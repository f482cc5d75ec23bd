//! MH-Z19C command/response protocol
//!
//! Every exchange is a 9-byte command followed by a 9-byte response:
//!
//! ```text
//! request   FF 01 86 00 00 00 00 00 79
//! response  FF 86 <co2 hi> <co2 lo> <temp + 40> <status> 00 00 <checksum>
//! ```
//!
//! There is no synchronization step. A response that does not start with the
//! expected bytes is rejected and the next poll flushes and starts over.

use serde::{Deserialize, Serialize};
use std::time::Duration;

use super::checksum::{co2_checksum, verify_co2_checksum};
use super::{ByteSource, Protocol, RawFrame, SensorError, CO2_FRAME_LEN};

/// First byte of every frame
pub const CO2_START_BYTE: u8 = 0xFF;

/// Offset subtracted from the raw temperature byte
pub const TEMPERATURE_OFFSET: i16 = 40;

/// Sensor address byte used in commands
const SENSOR_ID: u8 = 0x01;

/// Commands understood by the sensor
#[derive(Debug, Clone, Copy, PartialEq, Eq, Serialize, Deserialize)]
pub enum Co2Command {
    /// Read gas concentration (0x86)
    ReadConcentration,
    /// Calibrate the zero point to 400 ppm (0x87)
    ZeroCalibration,
}

impl Co2Command {
    /// Command byte
    pub fn code(&self) -> u8 {
        match self {
            Co2Command::ReadConcentration => 0x86,
            Co2Command::ZeroCalibration => 0x87,
        }
    }

    /// Whether the sensor answers this command
    pub fn expects_response(&self) -> bool {
        matches!(self, Co2Command::ReadConcentration)
    }

    /// Complete command frame, checksum included
    pub fn to_bytes(&self) -> [u8; CO2_FRAME_LEN] {
        let mut frame = [0u8; CO2_FRAME_LEN];
        frame[0] = CO2_START_BYTE;
        frame[1] = SENSOR_ID;
        frame[2] = self.code();
        frame[8] = co2_checksum(&frame);
        frame
    }
}

/// Proof that an operator confirmed a zero-point calibration.
///
/// Calibration permanently shifts the sensor baseline, so it is only sent
/// when the caller hands over a confirmation token obtained out of band.
#[derive(Debug)]
pub struct CalibrationConfirmation {
    _private: (),
}

impl CalibrationConfirmation {
    /// Token an operator has to supply
    pub const TOKEN: &'static str = "YES";

    /// Accept the confirmation only if `token` is exactly [`Self::TOKEN`]
    pub fn from_token(token: &str) -> Option<Self> {
        (token == Self::TOKEN).then_some(Self { _private: () })
    }
}

/// Fields carried by one response frame
#[derive(Debug, Clone, Copy, PartialEq, Eq, Hash, Serialize, Deserialize)]
pub struct Co2Frame {
    /// CO2 concentration in ppm
    pub co2_ppm: u16,
    /// Sensor temperature in °C
    pub temperature_c: i16,
    /// Raw status byte
    pub status: u8,
}

impl Co2Frame {
    /// Encode as a response frame, the way the sensor would send it
    pub fn encode(&self) -> [u8; CO2_FRAME_LEN] {
        let [hi, lo] = self.co2_ppm.to_be_bytes();
        let temp = self.temperature_c.saturating_add(TEMPERATURE_OFFSET).clamp(0, 0xFF) as u8;
        let mut frame = [
            CO2_START_BYTE,
            Co2Command::ReadConcentration.code(),
            hi,
            lo,
            temp,
            self.status,
            0x00,
            0x00,
            0x00,
        ];
        frame[8] = co2_checksum(&frame);
        frame
    }
}

/// Read one response frame.
///
/// Fewer than 9 bytes within `timeout` is a truncated frame.
pub fn read_response<S: ByteSource + ?Sized>(
    source: &mut S,
    timeout: Duration,
) -> Result<RawFrame, SensorError> {
    let bytes = source.read_bytes(CO2_FRAME_LEN, timeout)?;
    if bytes.len() != CO2_FRAME_LEN {
        return Err(SensorError::TruncatedFrame {
            expected: CO2_FRAME_LEN,
            actual: bytes.len(),
        });
    }
    Ok(RawFrame::new(Protocol::Mhz19c, bytes))
}

/// Validate and decode a response to [`Co2Command::ReadConcentration`].
///
/// Checks run in order and stop at the first failure: start byte, command
/// echo, checksum.
pub fn decode_response(frame: &[u8]) -> Result<Co2Frame, SensorError> {
    let frame: &[u8; CO2_FRAME_LEN] =
        frame
            .try_into()
            .map_err(|_| SensorError::TruncatedFrame {
                expected: CO2_FRAME_LEN,
                actual: frame.len(),
            })?;

    if frame[0] != CO2_START_BYTE {
        return Err(SensorError::StartByteMismatch(frame[0]));
    }
    let expected = Co2Command::ReadConcentration.code();
    if frame[1] != expected {
        return Err(SensorError::CommandMismatch {
            expected,
            actual: frame[1],
        });
    }
    verify_co2_checksum(frame)?;

    Ok(Co2Frame {
        co2_ppm: u16::from_be_bytes([frame[2], frame[3]]),
        temperature_c: frame[4] as i16 - TEMPERATURE_OFFSET,
        status: frame[5],
    })
}
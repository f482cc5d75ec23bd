//! Link diagnostics
//!
//! Captures raw bytes from a link without decoding anything, for checking
//! wiring and whether a sensor is transmitting at all.

use serde::Serialize;
use std::time::{Duration, Instant};

use crate::protocol::{ByteSource, SensorError, PM_START_MARKER};

/// Below this many bytes in a capture the link is considered unreliable
pub const SPARSE_CAPTURE_BYTES: usize = 32;

const READ_CHUNK: usize = 64;

/// What a capture suggests about the link
#[derive(Debug, Clone, Copy, PartialEq, Eq, Serialize)]
pub enum LinkVerdict {
    /// Nothing received; check TX/RX wiring, power, port name
    Silent,
    /// A few bytes only; likely a loose connection or a sleeping sensor
    Sparse,
    /// Data is flowing
    Streaming,
}

/// Bytes captured over a time window
#[derive(Debug, Clone, Serialize)]
pub struct CaptureReport {
    /// Everything received, in arrival order
    pub bytes: Vec<u8>,
    /// Offsets at which a PMS5003 start marker begins
    pub marker_offsets: Vec<usize>,
    /// Actual capture time
    pub elapsed: Duration,
}

impl CaptureReport {
    /// Judge the link by how much arrived
    pub fn verdict(&self) -> LinkVerdict {
        match self.bytes.len() {
            0 => LinkVerdict::Silent,
            n if n < SPARSE_CAPTURE_BYTES => LinkVerdict::Sparse,
            _ => LinkVerdict::Streaming,
        }
    }

    /// Hex dump, `width` bytes per line
    pub fn hex_lines(&self, width: usize) -> Vec<String> {
        hex_lines(&self.bytes, width)
    }
}

/// Read whatever arrives on `source` for `window`
pub fn capture<S: ByteSource + ?Sized>(
    source: &mut S,
    window: Duration,
) -> Result<CaptureReport, SensorError> {
    let start = Instant::now();
    let mut bytes = Vec::new();

    loop {
        let remaining = window.saturating_sub(start.elapsed());
        if remaining.is_zero() {
            break;
        }
        let chunk = source.read_bytes(READ_CHUNK, remaining.min(Duration::from_millis(100)))?;
        bytes.extend_from_slice(&chunk);
    }

    let marker_offsets = bytes
        .windows(PM_START_MARKER.len())
        .enumerate()
        .filter(|(_, w)| *w == PM_START_MARKER)
        .map(|(i, _)| i)
        .collect();

    tracing::debug!(bytes = bytes.len(), "capture finished");
    Ok(CaptureReport {
        bytes,
        marker_offsets,
        elapsed: start.elapsed(),
    })
}

/// Format bytes as space separated upper-case hex, `width` per line
pub fn hex_lines(bytes: &[u8], width: usize) -> Vec<String> {
    bytes
        .chunks(width.max(1))
        .map(|line| {
            line.iter()
                .map(|b| format!("{:02X}", b))
                .collect::<Vec<_>>()
                .join(" ")
        })
        .collect()
}

#[cfg(test)]
mod tests {
    use super::*;
    use crate::protocol::{MockSource, PmFrame};

    #[test]
    fn test_capture_finds_markers() {
        let mut stream = vec![0x00, 0x11];
        stream.extend(PmFrame::default().encode());
        stream.extend(PmFrame::default().encode());
        let mut source = MockSource::with_stream(&stream);

        let report = capture(&mut source, Duration::from_millis(20)).unwrap();
        assert_eq!(report.bytes, stream);
        assert_eq!(report.marker_offsets, vec![2, 34]);
        assert_eq!(report.verdict(), LinkVerdict::Streaming);
    }

    #[test]
    fn test_silent_and_sparse() {
        let report = capture(&mut MockSource::new(), Duration::from_millis(5)).unwrap();
        assert_eq!(report.verdict(), LinkVerdict::Silent);

        let report = capture(&mut MockSource::with_stream([1, 2, 3]), Duration::from_millis(5)).unwrap();
        assert_eq!(report.verdict(), LinkVerdict::Sparse);
    }

    #[test]
    fn test_hex_lines() {
        let lines = hex_lines(&[0x42, 0x4D, 0x00, 0x1C, 0xAB], 2);
        assert_eq!(lines, vec!["42 4D", "00 1C", "AB"]);
    }
}
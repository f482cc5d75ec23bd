//! Validated sensor readings
//!
//! Readings are immutable snapshots, stamped at the moment decoding succeeded.

use chrono::{DateTime, Utc};
use serde::{Deserialize, Serialize};

use crate::protocol::{Co2Frame, PmFrame, Protocol, SensorError};

/// Result of one decode attempt: a complete reading or the reason there is none
pub type DecodeOutcome<R> = Result<R, SensorError>;

/// Particulate matter concentrations in µg/m³
#[derive(Debug, Clone, PartialEq, Eq, Serialize, Deserialize)]
pub struct PmReading {
    /// PM1.0, standard particle (CF=1)
    pub pm1_cf: u16,
    /// PM2.5, standard particle (CF=1)
    pub pm25_cf: u16,
    /// PM10, standard particle (CF=1)
    pub pm10_cf: u16,
    /// PM1.0, atmospheric environment
    pub pm1_atm: u16,
    /// PM2.5, atmospheric environment
    pub pm25_atm: u16,
    /// PM10, atmospheric environment
    pub pm10_atm: u16,
    /// When the frame was decoded
    pub captured_at: DateTime<Utc>,
}

impl PmReading {
    /// Stamp a decoded frame
    pub fn new(frame: PmFrame, captured_at: DateTime<Utc>) -> Self {
        Self {
            pm1_cf: frame.pm1_cf,
            pm25_cf: frame.pm25_cf,
            pm10_cf: frame.pm10_cf,
            pm1_atm: frame.pm1_atm,
            pm25_atm: frame.pm25_atm,
            pm10_atm: frame.pm10_atm,
            captured_at,
        }
    }

    /// The concentrations without the timestamp
    pub fn frame(&self) -> PmFrame {
        PmFrame {
            pm1_cf: self.pm1_cf,
            pm25_cf: self.pm25_cf,
            pm10_cf: self.pm10_cf,
            pm1_atm: self.pm1_atm,
            pm25_atm: self.pm25_atm,
            pm10_atm: self.pm10_atm,
        }
    }
}

/// CO2 concentration and sensor temperature
#[derive(Debug, Clone, PartialEq, Eq, Serialize, Deserialize)]
pub struct Co2Reading {
    /// CO2 concentration in ppm
    pub co2_ppm: u16,
    /// Sensor temperature in °C, may be negative
    pub temperature_c: i16,
    /// Raw status byte
    pub status: u8,
    /// When the response was decoded
    pub captured_at: DateTime<Utc>,
}

impl Co2Reading {
    /// Stamp a decoded response
    pub fn new(frame: Co2Frame, captured_at: DateTime<Utc>) -> Self {
        Self {
            co2_ppm: frame.co2_ppm,
            temperature_c: frame.temperature_c,
            status: frame.status,
            captured_at,
        }
    }

    /// The values without the timestamp
    pub fn frame(&self) -> Co2Frame {
        Co2Frame {
            co2_ppm: self.co2_ppm,
            temperature_c: self.temperature_c,
            status: self.status,
        }
    }
}

/// A reading from either sensor
#[derive(Debug, Clone, PartialEq, Eq, Serialize, Deserialize)]
#[serde(tag = "sensor", rename_all = "lowercase")]
pub enum Reading {
    /// From a PMS5003
    Pm(PmReading),
    /// From an MH-Z19C
    Co2(Co2Reading),
}

impl Reading {
    /// Protocol the reading came from
    pub fn protocol(&self) -> Protocol {
        match self {
            Reading::Pm(_) => Protocol::Pms5003,
            Reading::Co2(_) => Protocol::Mhz19c,
        }
    }

    /// When the reading was decoded
    pub fn captured_at(&self) -> DateTime<Utc> {
        match self {
            Reading::Pm(r) => r.captured_at,
            Reading::Co2(r) => r.captured_at,
        }
    }
}

impl From<PmReading> for Reading {
    fn from(reading: PmReading) -> Self {
        Reading::Pm(reading)
    }
}

impl From<Co2Reading> for Reading {
    fn from(reading: Co2Reading) -> Self {
        Reading::Co2(reading)
    }
}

Prompt —
Search the entries above for the string "Serialize", and report each line where it occurs.

Written reply —
use serde::{Deserialize, Serialize};
#[derive(Debug, Clone, Copy, PartialEq, Eq, Serialize, Deserialize)]
#[derive(Debug, Clone, Copy, PartialEq, Eq, Hash, Serialize, Deserialize)]
use serde::Serialize;
#[derive(Debug, Clone, Copy, PartialEq, Eq, Serialize)]
#[derive(Debug, Clone, Serialize)]
use serde::{Deserialize, Serialize};
#[derive(Debug, Clone, PartialEq, Eq, Serialize, Deserialize)]
#[derive(Debug, Clone, PartialEq, Eq, Serialize, Deserialize)]
#[derive(Debug, Clone, PartialEq, Eq, Serialize, Deserialize)]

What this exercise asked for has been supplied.